A former Deloitte tax professional has agreed to pay approximately $144,000 to settle insider trading charges with the Securities and Exchange Commission.

The SEC filed settled insider trading charges against four individuals, including John A. Foley, who served as an employee benefits specialist at Deloitte between July 2005 and May 2007. The others who settled the SEC charges were Aaron M. Grassian, Timothy L. Vernier, and Bradley S. Hale. They were accused of participating in insider trading in the securities of four public companies — Crocs, Inc., YRC Worldwide, Inc., Spectralink Corporation and SigmaTel, Inc. — over a 22-month period, yielding illegal profits totaling $210,580.62.

All four defendants have agreed to settle the SEC’s charges without admitting or denying the allegations. Separately, a fifth individual, Tara R. Eisler, was named in a related administrative proceeding that was simultaneously settled.

According to the complaint, Foley learned, through his work on Deloitte client engagements, material, non-public information concerning Crocs’ first earnings release after the footwear company went public; as well as a potential acquisition of YRC by a third party (that ultimately was not consummated); and the acquisition of Spectralink, via tender offer, by another public company.

Foley allegedly traded in all three companies’ securities based on this material, non-public information through nominee accounts. He also tipped his friends Vernier and Grassian on at least some of this information, and both men traded on Foley's communications.

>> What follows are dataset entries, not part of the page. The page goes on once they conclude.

//! `ovpnadm sync`: one reconciliation cycle, in this process.

use anyhow::{Context, Result};
use clap::Args;
use colored::Colorize;

use ovpn_sync::{CycleSummary, Pipeline};

use super::{load_config, print_json, ConfigOverrides};

#[derive(Args, Debug)]
pub struct SyncArgs {
    #[command(flatten)]
    pub overrides: ConfigOverrides,

    /// Print the cycle summary as JSON.
    #[arg(long)]
    pub json: bool,
}

impl SyncArgs {
    pub fn run(self) -> Result<()> {
        let (home, config) = load_config(self.overrides)?;
        let summary = Pipeline::from_config(&home, &config)
            .run()
            .with_context(|| format!("sync failed for {}", config.status_log.display()))?;

        if self.json {
            return print_json(&summary);
        }
        print_summary(&summary);
        Ok(())
    }
}

pub(crate) fn print_summary(summary: &CycleSummary) {
    let mark = if summary.is_clean() {
        "✓".green()
    } else {
        "!".yellow()
    };
    println!("{mark} {}", summary.headline());

    for name in &summary.confirmed {
        println!("  +  {name}");
    }
    for name in &summary.disconnected {
        println!("  -  {name}");
    }
    for name in &summary.unknown_clients {
        println!("  ?  {name} {}", "(no such user)".dimmed());
    }
    for failure in &summary.failures {
        println!(
            "  {}  {}: {} failed: {}",
            "✗".red(),
            failure.entity,
            failure.action,
            failure.error
        );
    }
}
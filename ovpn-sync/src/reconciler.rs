//! Snapshot → directory merge.
//!
//! One cycle:
//!
//! 1. Parse the status log. A read failure aborts with nothing mutated.
//! 2. Read the users currently flagged online. A failure here aborts too,
//!    since disconnects are computed against this set.
//! 3. For every client in the snapshot: flag its user online and open or
//!    refresh the user's open ledger row.
//! 4. For every user from step 2 missing from the snapshot: flag it offline
//!    and finalize its open ledger row.
//!
//! Store failures in steps 3 and 4 affect only the entity involved and are
//! collected in the [`CycleSummary`]. There is no rollback.

use std::path::{Path, PathBuf};
use std::sync::{Arc, Mutex, MutexGuard, TryLockError};
use std::time::Instant;

use chrono::{DateTime, Utc};

use ovpn_core::{Config, Directory, NewClientLog, StoreError, User};
use ovpn_status::{parse_file, ClientSession, ParseOptions, StatusSnapshot};

use crate::error::SyncError;
use crate::reporter::{LogReporter, Reporter};
use crate::summary::{CycleSummary, EntityFailure};

/// Runs reconciliation cycles for one status log. Not reentrant: a call made
/// while another cycle is running fails with [`SyncError::CycleInProgress`].
pub struct SessionReconciler {
    status_log: PathBuf,
    options: ParseOptions,
    reporter: Arc<dyn Reporter>,
    running: Mutex<()>,
}

impl std::fmt::Debug for SessionReconciler {
    fn fmt(&self, f: &mut std::fmt::Formatter<'_>) -> std::fmt::Result {
        f.debug_struct("SessionReconciler")
            .field("status_log", &self.status_log)
            .field("options", &self.options)
            .finish_non_exhaustive()
    }
}

impl SessionReconciler {
    pub fn new(status_log: impl Into<PathBuf>, options: ParseOptions) -> Self {
        Self {
            status_log: status_log.into(),
            options,
            reporter: Arc::new(LogReporter),
            running: Mutex::new(()),
        }
    }

    pub fn from_config(config: &Config) -> Self {
        Self::new(
            config.status_log.clone(),
            ParseOptions {
                common_name_prefix: config.common_name_prefix.clone(),
            },
        )
    }

    pub fn with_reporter(mut self, reporter: Arc<dyn Reporter>) -> Self {
        self.reporter = reporter;
        self
    }

    pub fn status_log(&self) -> &Path {
        &self.status_log
    }

    pub fn options(&self) -> &ParseOptions {
        &self.options
    }

    /// Read the status log and merge it into `directory`.
    pub fn run_cycle(&self, directory: &dyn Directory) -> Result<CycleSummary, SyncError> {
        let result = self.enter().and_then(|_guard| {
            let started = Instant::now();
            let snapshot = parse_file(&self.status_log, &self.options)?;
            self.reconcile(&snapshot, directory, Utc::now(), started)
        });
        if let Err(err) = &result {
            self.reporter.cycle_failed(err);
        }
        result
    }

    /// Merge an already parsed snapshot. `now` stands in for the wall clock.
    pub fn apply(
        &self,
        snapshot: &StatusSnapshot,
        directory: &dyn Directory,
        now: DateTime<Utc>,
    ) -> Result<CycleSummary, SyncError> {
        let result = self
            .enter()
            .and_then(|_guard| self.reconcile(snapshot, directory, now, Instant::now()));
        if let Err(err) = &result {
            self.reporter.cycle_failed(err);
        }
        result
    }

    fn enter(&self) -> Result<MutexGuard<'_, ()>, SyncError> {
        match self.running.try_lock() {
            Ok(guard) => Ok(guard),
            Err(TryLockError::WouldBlock) => Err(SyncError::CycleInProgress),
            // The mutex guards no data; a panicked cycle leaves nothing to repair.
            Err(TryLockError::Poisoned(poisoned)) => Ok(poisoned.into_inner()),
        }
    }

    fn reconcile(
        &self,
        snapshot: &StatusSnapshot,
        directory: &dyn Directory,
        now: DateTime<Utc>,
        started: Instant,
    ) -> Result<CycleSummary, SyncError> {
        for line in &snapshot.skipped {
            self.reporter.skipped_line(line);
        }

        let online_at_start = directory.find_online_users()?;

        let mut cycle = Cycle {
            directory,
            reporter: self.reporter.as_ref(),
            now,
            summary: CycleSummary {
                started_at: Some(now),
                log_time: snapshot.log_time,
                clients_seen: snapshot.clients.len(),
                skipped_lines: snapshot.skipped.len(),
                ..CycleSummary::default()
            },
        };

        for entry in snapshot.sorted_clients() {
            cycle.confirm(entry);
        }
        for user in online_at_start {
            if !snapshot.clients.contains_key(&user.name) {
                cycle.disconnect(user);
            }
        }

        let mut summary = cycle.summary;
        summary.duration_ms = u64::try_from(started.elapsed().as_millis()).unwrap_or(u64::MAX);
        self.reporter.cycle_finished(&summary);
        Ok(summary)
    }
}

// ---------------------------------------------------------------------------
// One cycle's working state
// ---------------------------------------------------------------------------

struct Cycle<'a> {
    directory: &'a dyn Directory,
    reporter: &'a dyn Reporter,
    now: DateTime<Utc>,
    summary: CycleSummary,
}

impl Cycle<'_> {
    fn fail(&mut self, entity: &str, action: &str, err: StoreError) {
        self.reporter.entity_failed(entity, action, &err);
        self.summary.failures.push(EntityFailure {
            entity: entity.to_string(),
            action: action.to_string(),
            error: err.to_string(),
        });
    }

    fn confirm(&mut self, entry: &ClientSession) {
        let name = entry.common_name.as_str();
        let mut user = match self.directory.find_user_by_name(name) {
            Ok(Some(user)) => user,
            Ok(None) => {
                self.reporter.unknown_client(name);
                self.summary.unknown_clients.push(name.to_string());
                return;
            }
            Err(err) => return self.fail(name, "look up user", err),
        };

        user.is_online = true;
        user.last_connection_time = entry.last_ref.or(user.last_connection_time);
        if let Err(err) = self.directory.save_user(&user) {
            return self.fail(name, "save user", err);
        }
        self.summary.confirmed.push(user.name.clone());

        match self.directory.find_open_session(user.id) {
            Ok(None) => {
                let row = NewClientLog {
                    user_id: user.id,
                    online_duration_secs: entry.online_duration_secs,
                    traffic_usage: entry.traffic_usage(),
                    session_started_at: entry.connected_since.unwrap_or(self.now),
                    created_at: self.now,
                };
                match self.directory.create_session(row) {
                    Ok(_) => self.summary.sessions_opened += 1,
                    Err(err) => self.fail(name, "open session", err),
                }
            }
            Ok(Some(mut row)) => {
                row.online_duration_secs = entry.online_duration_secs;
                row.traffic_usage = entry.traffic_usage();
                if let Some(since) = entry.connected_since {
                    row.session_started_at = since;
                }
                match self.directory.save_session(&row) {
                    Ok(()) => self.summary.sessions_updated += 1,
                    Err(err) => self.fail(name, "update session", err),
                }
            }
            Err(err) => self.fail(name, "find open session", err),
        }
    }

    fn disconnect(&mut self, mut user: User) {
        user.is_online = false;
        if let Err(err) = self.directory.save_user(&user) {
            return self.fail(&user.name, "save user", err);
        }
        self.summary.disconnected.push(user.name.clone());

        match self.directory.find_open_session(user.id) {
            Ok(Some(mut row)) => {
                let elapsed = (self.now - row.session_started_at).num_seconds().max(0);
                row.is_online = false;
                row.online_duration_secs = elapsed as u64;
                row.session_ended_at = Some(self.now);
                match self.directory.save_session(&row) {
                    Ok(()) => self.summary.sessions_finalized += 1,
                    Err(err) => self.fail(&user.name, "finalize session", err),
                }
            }
            Ok(None) => {}
            Err(err) => self.fail(&user.name, "find open session", err),
        }
    }
}
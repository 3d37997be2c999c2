//! Directory store integration tests: error messages, atomic-write safety,
//! and parity between the YAML and in-memory backings.

use assert_fs::prelude::*;
use chrono::{TimeZone, Utc};
use ovpn_core::{
    Directory, DirectoryFile, MemoryDirectory, NewClientLog, StoreError, YamlDirectory,
};
use predicates::prelude::predicate;
use rstest::rstest;
use std::fs;

fn started() -> chrono::DateTime<Utc> {
    Utc.timestamp_opt(1_700_000_000, 0).single().expect("valid timestamp")
}

fn open_row(user_id: ovpn_core::UserId) -> NewClientLog {
    NewClientLog {
        user_id,
        online_duration_secs: 30,
        traffic_usage: 4096,
        session_started_at: started(),
        created_at: started(),
    }
}

// ---------------------------------------------------------------------------
// 1. Load error messages
// ---------------------------------------------------------------------------

#[test]
fn wrong_shape_yaml_returns_parse_error_with_path() {
    let home = assert_fs::TempDir::new().expect("tempdir");
    home.child(".ovpnadm/directory.yaml")
        .write_str("- this is a list, not a mapping\n")
        .expect("write");

    let store = YamlDirectory::open_at(home.path());
    let err = store.find_online_users().unwrap_err();
    assert!(matches!(err, StoreError::Parse { .. }), "got: {err}");
    assert!(err.to_string().contains("directory.yaml"));
}

#[test]
fn saving_unknown_session_is_not_found() {
    let home = assert_fs::TempDir::new().expect("tempdir");
    let store = YamlDirectory::open_at(home.path());
    let alice = store.add_user("alice").expect("add");
    let mut row = store.create_session(open_row(alice.id)).expect("create");
    row.id = ovpn_core::SessionId(404);

    let err = store.save_session(&row).unwrap_err();
    assert!(matches!(err, StoreError::SessionNotFound(_)), "got: {err}");
    assert!(err.to_string().contains("404"));
}

// ---------------------------------------------------------------------------
// 2. Atomic write safety
// ---------------------------------------------------------------------------

#[test]
fn mid_write_crash_leaves_original_intact() {
    let home = assert_fs::TempDir::new().expect("tempdir");
    let store = YamlDirectory::open_at(home.path());
    store.add_user("alice").expect("add");

    let original_bytes = fs::read(store.path()).expect("read original");

    // Simulate crash: .tmp written but process died before rename
    let tmp = store.path().with_extension("yaml.tmp");
    fs::write(&tmp, b"CRASH - INCOMPLETE WRITE").expect("write crash tmp");

    let current_bytes = fs::read(store.path()).expect("read after crash");
    assert_eq!(original_bytes, current_bytes, "original must be unchanged after crash");
    assert_eq!(store.list_users().expect("list").len(), 1);
}

#[test]
fn first_write_creates_directory_file() {
    let home = assert_fs::TempDir::new().expect("tempdir");
    let store = YamlDirectory::open_at(home.path());
    store.add_user("alice").expect("add");

    home.child(".ovpnadm/directory.yaml")
        .assert(predicate::path::exists());
    home.child(".ovpnadm/directory.yaml")
        .assert(predicate::str::contains("alice"));
}

// ---------------------------------------------------------------------------
// 3. Backing parity
// ---------------------------------------------------------------------------

fn yaml_backed(home: &assert_fs::TempDir) -> Box<dyn Directory> {
    let store = YamlDirectory::open_at(home.path());
    store.add_user("alice").expect("alice");
    store.add_user("bob").expect("bob");
    Box::new(store)
}

fn memory_backed(_home: &assert_fs::TempDir) -> Box<dyn Directory> {
    Box::new(MemoryDirectory::with_users(["alice", "bob"]).expect("seed"))
}

#[rstest]
#[case::yaml(yaml_backed as fn(&assert_fs::TempDir) -> Box<dyn Directory>)]
#[case::memory(memory_backed as fn(&assert_fs::TempDir) -> Box<dyn Directory>)]
fn open_then_finalize_lifecycle(#[case] make: fn(&assert_fs::TempDir) -> Box<dyn Directory>) {
    let home = assert_fs::TempDir::new().expect("tempdir");
    let store = make(&home);

    let mut alice = store.find_user_by_name("alice").unwrap().expect("alice");
    alice.is_online = true;
    alice.last_connection_time = Some(started());
    store.save_user(&alice).expect("save user");

    let mut row = store.create_session(open_row(alice.id)).expect("create");
    assert!(row.is_online);
    assert_eq!(store.find_open_session(alice.id).unwrap(), Some(row.clone()));

    row.is_online = false;
    row.session_ended_at = Some(started() + chrono::Duration::seconds(90));
    row.online_duration_secs = 90;
    store.save_session(&row).expect("finalize");

    assert!(store.find_open_session(alice.id).unwrap().is_none());
    let online: Vec<String> = store
        .find_online_users()
        .unwrap()
        .into_iter()
        .map(|u| u.name)
        .collect();
    assert_eq!(online, vec!["alice".to_string()]);
    assert_eq!(store.list_sessions(alice.id).unwrap().len(), 1);
}

#[test]
fn directory_file_yaml_roundtrip() {
    let mut file = DirectoryFile::default();
    let alice = file.add_user("alice").expect("alice");
    file.create_session(open_row(alice.id));

    let yaml = serde_yaml::to_string(&file).expect("serialize");
    let back: DirectoryFile = serde_yaml::from_str(&yaml).expect("deserialize");
    assert_eq!(back, file);
}
//! `~/.ovpnadm` layout.
//!
//! ```text
//! ~/.ovpnadm/
//!   config.yaml       (engine configuration)
//!   directory.yaml    (users + session ledger, mode 0600)
//!   run/daemon.sock   (control socket, mode 0600)
//! ```

use std::path::{Path, PathBuf};

use crate::error::StoreError;

pub const ROOT_DIR: &str = ".ovpnadm";
pub const CONFIG_FILE: &str = "config.yaml";
pub const DIRECTORY_FILE: &str = "directory.yaml";
pub const DAEMON_SOCKET: &str = "daemon.sock";

pub fn root_at(home: &Path) -> PathBuf {
    home.join(ROOT_DIR)
}

pub fn config_path_at(home: &Path) -> PathBuf {
    root_at(home).join(CONFIG_FILE)
}

pub fn directory_path_at(home: &Path) -> PathBuf {
    root_at(home).join(DIRECTORY_FILE)
}

pub fn run_dir(home: &Path) -> PathBuf {
    root_at(home).join("run")
}

pub fn socket_path(home: &Path) -> PathBuf {
    run_dir(home).join(DAEMON_SOCKET)
}

pub fn home() -> Result<PathBuf, StoreError> {
    dirs::home_dir().ok_or(StoreError::HomeNotFound)
}
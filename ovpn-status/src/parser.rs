//! Status file decoding.
//!
//! OpenVPN writes its status file in one of two dialects:
//!
//! ```text
//! TITLE,OpenVPN 2.4.4 x86_64-pc-linux-gnu
//! TIME,Thu Jun 18 08:12:15 2015,1434615135
//! HEADER,CLIENT_LIST,Common Name,Real Address,...
//! CLIENT_LIST,alice,203.0.113.7:51234,10.8.0.6,,10240,20480,...
//! HEADER,ROUTING_TABLE,Virtual Address,Common Name,Real Address,Last Ref,Last Ref (time_t)
//! ROUTING_TABLE,10.8.0.6,alice,203.0.113.7:51234,Thu Jun 18 08:12:09 2015,1434615129
//! GLOBAL_STATS,Max bcast/mcast queue length,0
//! END
//! ```
//!
//! and the older untagged layout:
//!
//! ```text
//! OpenVPN CLIENT LIST
//! Updated,Thu Jun 18 08:12:15 2015
//! Common Name,Real Address,Bytes Received,Bytes Sent,Connected Since
//! alice,203.0.113.7:51234,10240,20480,Thu Jun 18 07:02:11 2015
//! ROUTING TABLE
//! Virtual Address,Common Name,Real Address,Last Ref
//! 10.8.0.6,alice,203.0.113.7:51234,Thu Jun 18 08:12:09 2015
//! GLOBAL STATS
//! Max bcast/mcast queue length,0
//! END
//! ```
//!
//! Tagged files may use a tab instead of a comma (`status-version 3`).
//! Malformed lines never fail the parse; they are reported in
//! [`StatusSnapshot::skipped`].

use std::path::Path;

use chrono::{DateTime, Utc};

use crate::error::{io_err, StatusError};
use crate::sections::{Accumulator, ClientColumns, RouteColumns, Section};
use crate::time::{parse_pair, parse_text};
use crate::types::{Dialect, ParseOptions, SkipReason, StatusSnapshot};

const TAGGED_MARKERS: [&str; 6] = [
    "TITLE",
    "TIME",
    "HEADER",
    "CLIENT_LIST",
    "ROUTING_TABLE",
    "GLOBAL_STATS",
];

const LEGACY_TITLE: &str = "OpenVPN CLIENT LIST";
const LEGACY_UPDATED: &str = "Updated";
const LEGACY_CLIENT_HEADER: &str = "Common Name";
const LEGACY_ROUTING_TITLE: &str = "ROUTING TABLE";
const LEGACY_ROUTING_HEADER: &str = "Virtual Address";
const LEGACY_STATS_TITLE: &str = "GLOBAL STATS";
const END: &str = "END";

/// Read and parse the status file at `path`. Only I/O fails.
pub fn parse_file(path: &Path, options: &ParseOptions) -> Result<StatusSnapshot, StatusError> {
    let bytes = std::fs::read(path).map_err(|e| io_err(path, e))?;
    let text = String::from_utf8_lossy(&bytes);
    Ok(parse_str(&text, options, Utc::now()))
}

/// Parse status text. `now` is the wall-clock instant for durations and the
/// online-window fallback.
pub fn parse_str(text: &str, options: &ParseOptions, now: DateTime<Utc>) -> StatusSnapshot {
    let dialect = sniff_dialect(text);
    let mut acc = Accumulator::default();
    match dialect {
        Some(Dialect::Tagged { separator }) => decode_tagged(text, separator, &mut acc),
        Some(Dialect::Legacy) => decode_legacy(text, &mut acc),
        None => {
            for (line_no, line) in numbered_lines(text) {
                acc.skip(line_no, SkipReason::NoMarker);
            }
        }
    }
    acc.finish(dialect, options, now)
}

/// Dialect of the first line that is a structural marker in either layout.
pub fn sniff_dialect(text: &str) -> Option<Dialect> {
    numbered_lines(text).find_map(|(_, line)| {
        for separator in [',', '\t'] {
            let tag = line.split(separator).next().unwrap_or_default().trim();
            if TAGGED_MARKERS.contains(&tag) {
                return Some(Dialect::Tagged { separator });
            }
        }
        is_legacy_marker(line).then_some(Dialect::Legacy)
    })
}

fn is_legacy_marker(line: &str) -> bool {
    let first = line.split(',').next().unwrap_or_default().trim();
    line == LEGACY_TITLE
        || line == LEGACY_ROUTING_TITLE
        || line == LEGACY_STATS_TITLE
        || (line.contains(',')
            && [LEGACY_UPDATED, LEGACY_CLIENT_HEADER, LEGACY_ROUTING_HEADER].contains(&first))
}

/// Non-blank lines with 1-based numbers, trailing `\r` removed.
fn numbered_lines(text: &str) -> impl Iterator<Item = (usize, &str)> {
    text.lines()
        .enumerate()
        .map(|(idx, line)| (idx + 1, line.trim_end_matches('\r').trim()))
        .filter(|(_, line)| !line.is_empty())
}

// ---------------------------------------------------------------------------
// Tagged
// ---------------------------------------------------------------------------

/// Rows count only inside the section their `HEADER` opened. `GLOBAL_STATS`
/// and `END` close it.
fn decode_tagged(text: &str, separator: char, acc: &mut Accumulator) {
    let mut section = Section::None;

    for (line_no, line) in numbered_lines(text) {
        let fields: Vec<&str> = line.split(separator).collect();
        let (tag, rest) = fields.split_first().map_or(("", &[][..]), |(t, r)| (t.trim(), r));
        match tag {
            "TITLE" => {}
            "GLOBAL_STATS" => section = Section::GlobalStats,
            END => section = Section::None,
            "TIME" => match parse_pair(rest.get(1).copied(), rest.first().copied()) {
                Some((at, _)) => acc.log_time = Some(at),
                None => acc.skip(line_no, SkipReason::InvalidTimestamp),
            },
            "HEADER" => {
                section = match rest.split_first() {
                    Some((kind, names)) if kind.trim() == "CLIENT_LIST" => Section::ClientList(
                        ClientColumns::from_header(names)
                            .unwrap_or_else(ClientColumns::tagged_default),
                    ),
                    Some((kind, names)) if kind.trim() == "ROUTING_TABLE" => {
                        Section::RoutingTable(
                            RouteColumns::from_header(names)
                                .unwrap_or_else(RouteColumns::tagged_default),
                        )
                    }
                    _ => Section::None,
                }
            }
            "CLIENT_LIST" => match &section {
                Section::ClientList(cols) => acc.client(line_no, rest, cols),
                _ => acc.skip(line_no, SkipReason::OutsideSection),
            },
            "ROUTING_TABLE" => match &section {
                Section::RoutingTable(cols) => acc.route(line_no, rest, cols),
                _ => acc.skip(line_no, SkipReason::OutsideSection),
            },
            other => acc.skip(
                line_no,
                SkipReason::UnknownRecord {
                    tag: other.to_string(),
                },
            ),
        }
    }
}

// ---------------------------------------------------------------------------
// Legacy
// ---------------------------------------------------------------------------

fn decode_legacy(text: &str, acc: &mut Accumulator) {
    let mut section = Section::None;

    for (line_no, line) in numbered_lines(text) {
        let fields: Vec<&str> = line.split(',').collect();
        let first = fields[0].trim();

        if line == LEGACY_TITLE || line == LEGACY_ROUTING_TITLE || line == END {
            section = Section::None;
        } else if line == LEGACY_STATS_TITLE {
            section = Section::GlobalStats;
        } else if first == LEGACY_UPDATED && fields.len() > 1 {
            let raw = line.split_once(',').map_or("", |(_, rest)| rest);
            match parse_text(raw) {
                Some(at) => acc.log_time = Some(at),
                None => acc.skip(line_no, SkipReason::InvalidTimestamp),
            }
        } else if first == LEGACY_CLIENT_HEADER && fields.len() > 1 {
            section = Section::ClientList(
                ClientColumns::from_header(&fields).unwrap_or_else(ClientColumns::legacy_default),
            );
        } else if first == LEGACY_ROUTING_HEADER && fields.len() > 1 {
            section = Section::RoutingTable(
                RouteColumns::from_header(&fields).unwrap_or_else(RouteColumns::legacy_default),
            );
        } else {
            match &section {
                Section::ClientList(cols) => acc.client(line_no, &fields, cols),
                Section::RoutingTable(cols) => acc.route(line_no, &fields, cols),
                Section::GlobalStats => {}
                Section::None => acc.skip(line_no, SkipReason::OutsideSection),
            }
        }
    }
}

The complaint further alleges that Grassian later reciprocated by, in turn, tipping Foley concerning the acquisition of SigmaTel by Freescale Semiconductor, after learning of that pending acquisition from his friend and former colleague, Hale, who worked on the acquisition for Freescale. Grassian allegedly traded on Hale’s tips for himself, and also passed them on to Foley, who, in turn, both traded in SigmaTel for himself, and also tipped Vernier and recommended SigmaTel to others, who likewise traded.

The complaint further alleges that Vernier substantially assisted Foley’s insider trading violations by allowing Foley to trade in Crocs securities through Vernier's account, while recklessly disregarding Foley’s breaches of duty to Deloitte and to Crocs. Finally, the complaint alleges that, since Crocs was a Deloitte audit client and Foley served on the Crocs audit team at the time of his Crocs trading and tipping, Foley also committed, and caused his firm to commit, an auditor-independence violation, and caused related issuer-reporting violations by the issuer.

Foley agreed to pay disgorgement of $125,538.61, plus prejudgment interest of $18,697.89, with no civil penalty being imposed against him based on his demonstrated inability to pay. Vernier agreed to pay disgorgement of $50,285.08, plus prejudgment interest of $6,320.29 and a civil penalty of $23,138.07, with no further civil penalty being imposed based on his demonstrated inability to pay. Grassian agreed to pay disgorgement of $34,756.93, plus prejudgment interest thereon in the amount of $4,768.39 and a civil penalty of $34,756.93. No civil penalty will be imposed upon Hale, based on his demonstrated inability to pay.